Mais allons plus loin. Même s'il lui était loisible d'opérer sans se contredire quelque réforme dans sa doctrine, il ne pourrait s'assurer par là qu'un sursis passager.
Voici pourquoi:
Le plus élémentaire aperçu historique sur le développement des religions nous montre qu'elles sont toutes nées de la curiosité de l'homme en présence de l'univers; leur noyau initial est toujours le même: il est constitué par les premières et naïves explications que l'homme a pu trouver aux phénomènes naturels. A ce point que l'on pourrait simplifier, jusqu'à dire: il n'y a pas eu, à proprement parler, de religion primitive; depuis l'humanité balbutiante jusqu'à nous, il n'y a qu'une seule trame de pensée: la trame scientifique; rudimentaire à son origine, elle s'enrichit peu à peu. Et ce que nous désignons sous le terme de religion, c'est une des étapes de la recherche humaine, l'étape de l'affirmation déiste; c'est une simple minute de l'effort scientifique, stupidement arrêtée et prolongée jusqu'à nous par la crainte du surnaturel; en un mot, l'homme est resté dupe des hypothèses mystiques qu'il avait ébauchées pour s'expliquer le monde. Cette cristallisation accidentelle a ralenti pendant plusieurs siècles le cheminement de la science; et, dès lors, le mouvement scientifique s'est trouvé nettement distinct du mouvement religieux.

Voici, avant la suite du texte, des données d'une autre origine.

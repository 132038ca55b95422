//! Process-wide FIFO queue for fire-and-forget background work.
//!
//! The queue is an explicitly constructed instance with an owned lifecycle
//! (start, post, shutdown), injected wherever deferred work is posted —
//! never ambient global state. Posting enqueues in constant time and
//! returns; a small worker pool drains the queue for the lifetime of the
//! process. There is no durability: work accepted but not yet executed at
//! process death is lost, and anything that must survive a crash has to be
//! re-derivable from persisted state by an external reconciliation pass.

use std::panic::AssertUnwindSafe;
use std::sync::Arc;

use futures::future::BoxFuture;
use futures::FutureExt;
use tokio::sync::{mpsc, Mutex};
use tokio::task::JoinHandle;

use crate::domain::{Result, SlipwayError};
use crate::obs;

/// A queued unit of work: a zero-argument deferred async action.
pub type WorkItem = BoxFuture<'static, anyhow::Result<()>>;

/// Clonable post-side handle to a [`BackgroundWorkQueue`].
#[derive(Clone)]
pub struct WorkQueueHandle {
    tx: mpsc::UnboundedSender<WorkItem>,
}

impl WorkQueueHandle {
    /// Enqueue a deferred action. Returns immediately without waiting for
    /// execution; fails only once the owning queue has shut down.
    pub fn post<F>(&self, work: F) -> Result<()>
    where
        F: std::future::Future<Output = anyhow::Result<()>> + Send + 'static,
    {
        self.tx
            .send(Box::pin(work))
            .map_err(|_| SlipwayError::QueueClosed)
    }
}

impl std::fmt::Debug for WorkQueueHandle {
    fn fmt(&self, f: &mut std::fmt::Formatter<'_>) -> std::fmt::Result {
        f.debug_struct("WorkQueueHandle").finish()
    }
}

/// Ordered, best-effort, in-memory work queue drained by a worker pool.
///
/// Items are dequeued in post order. With more than one worker a slow item
/// delays only the worker running it; relative completion order across
/// workers is unspecified.
pub struct BackgroundWorkQueue {
    tx: mpsc::UnboundedSender<WorkItem>,
    workers: Vec<JoinHandle<()>>,
}

impl BackgroundWorkQueue {
    /// Start the queue with the given number of workers (minimum one).
    pub fn start(workers: usize) -> Self {
        let (tx, rx) = mpsc::unbounded_channel();
        let rx = Arc::new(Mutex::new(rx));
        let workers = (0..workers.max(1))
            .map(|index| tokio::spawn(worker_loop(index, Arc::clone(&rx))))
            .collect();
        Self { tx, workers }
    }

    /// A clonable handle for posting work.
    pub fn handle(&self) -> WorkQueueHandle {
        WorkQueueHandle {
            tx: self.tx.clone(),
        }
    }

    /// Stop accepting work, drain items already accepted, and join the
    /// workers.
    pub async fn shutdown(self) {
        drop(self.tx);
        for worker in self.workers {
            let _ = worker.await;
        }
    }
}

impl std::fmt::Debug for BackgroundWorkQueue {
    fn fmt(&self, f: &mut std::fmt::Formatter<'_>) -> std::fmt::Result {
        f.debug_struct("BackgroundWorkQueue")
            .field("workers", &self.workers.len())
            .finish()
    }
}

/// Worker loop: dequeue in FIFO order, run, log failures, never stop on a
/// failed or panicking item.
async fn worker_loop(worker: usize, rx: Arc<Mutex<mpsc::UnboundedReceiver<WorkItem>>>) {
    loop {
        // Hold the receiver lock only while dequeuing so other workers can
        // pick up the next item while this one executes.
        let item = {
            let mut rx = rx.lock().await;
            rx.recv().await
        };
        let Some(item) = item else {
            break;
        };
        match AssertUnwindSafe(item).catch_unwind().await {
            Ok(Ok(())) => {}
            Ok(Err(error)) => obs::emit_work_item_failed(&error),
            Err(_) => {
                tracing::error!(event = "work_queue.item_panicked", worker = worker);
            }
        }
    }
}
//! Slipway Core Library
//!
//! Server-side orchestration for build-channel publishing: when a build is
//! associated with a channel, republish it through the channel's release
//! pipelines (failures isolated per pipeline) and post one dependency-update
//! task for the distributed actor runtime onto the background work queue.

pub mod dispatcher;
pub mod domain;
pub mod event_source;
pub mod fakes;
pub mod obs;
pub mod publisher;
pub mod services;
pub mod work_queue;

pub use dispatcher::DependencyUpdateDispatcher;
pub use domain::{
    Build, BuildChannelAssociation, BuildId, Channel, ChannelId, CiIdentity, ReleasePipeline,
    Result, SlipwayError,
};
pub use event_source::{AssociationCreatedHandler, HandledAssociation};
pub use publisher::{PipelinePublish, PublishOutcome, PublishSummary, ReleasePipelinePublisher};
pub use services::{
    ActorRuntime, ChannelStore, CiBuildMetadata, CiClient, Credential, ReleaseClient,
    ReleaseDefinition, ReleaseId, TokenProvider,
};
pub use work_queue::{BackgroundWorkQueue, WorkItem, WorkQueueHandle};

J'en reviens donc à ce que je voulais vous dire. La religion, c'est la science d'autrefois, desséchée, devenue dogme; ce n'est que l'enveloppe d'une explication scientifique dépassée depuis longtemps. Elle a perdu, en se figeant, son principe de vie; elle est morte. Si, par impossible, elle tentait aujourd'hui de se transformer, de rejoindre le progrès scientifique,—qui représente ce qu'elle devrait être normalement,—... eh bien, elle ne le pourrait pas! Elle n'a pu durer tant de siècles qu'en berçant, avec ses mensonges, l'âme apeurée des hommes, en atténuant par des promesses leur effroi de mourir, et en engourdissant leur instinct d'investigation par des affirmations gratuites et invérifiables. Le jour où elle renoncerait à cet appareil qui la rend semblable à une imagerie populaire, il ne resterait plus rien de l'armature qui lui donne encore, pour certains, une apparence de vie. Car le sentiment religieux, sur l'existence duquel elle a spéculé depuis son origine, n'a pas d'équivalent dans les cerveaux vraiment modernes: et ce serait une lourde erreur de prendre pour un résidu des croyances mystiques de nos ancêtres, ce besoin inné de comprendre et d'expliquer, qui est bien antérieur à toute sentimentalité religieuse, et qui trouve aujourd'hui sa large et complète satisfaction dans le développement scientifique de notre temps.
Il ne me semble donc pas douteux qu'une religion dogmatique comme le catholicisme soit condamnée sans recours. La rigidité fondamentale de ses formules la rend de plus en plus suspecte à ces esprits, qui ont trop souvent expérimenté la relativité de leur connaissance, pour admettre une doctrine qui se proclame infaillible et immuable.
D'ailleurs le mal qui la mine ne vient pas seulement du dehors: une paralysie progressive l'envahit et la rend inapte à vivre parmi nous.
Non, le courant actuel est indiscutablement orienté vers une société sans Dieu, vers une conception purement scientifique de l'univers!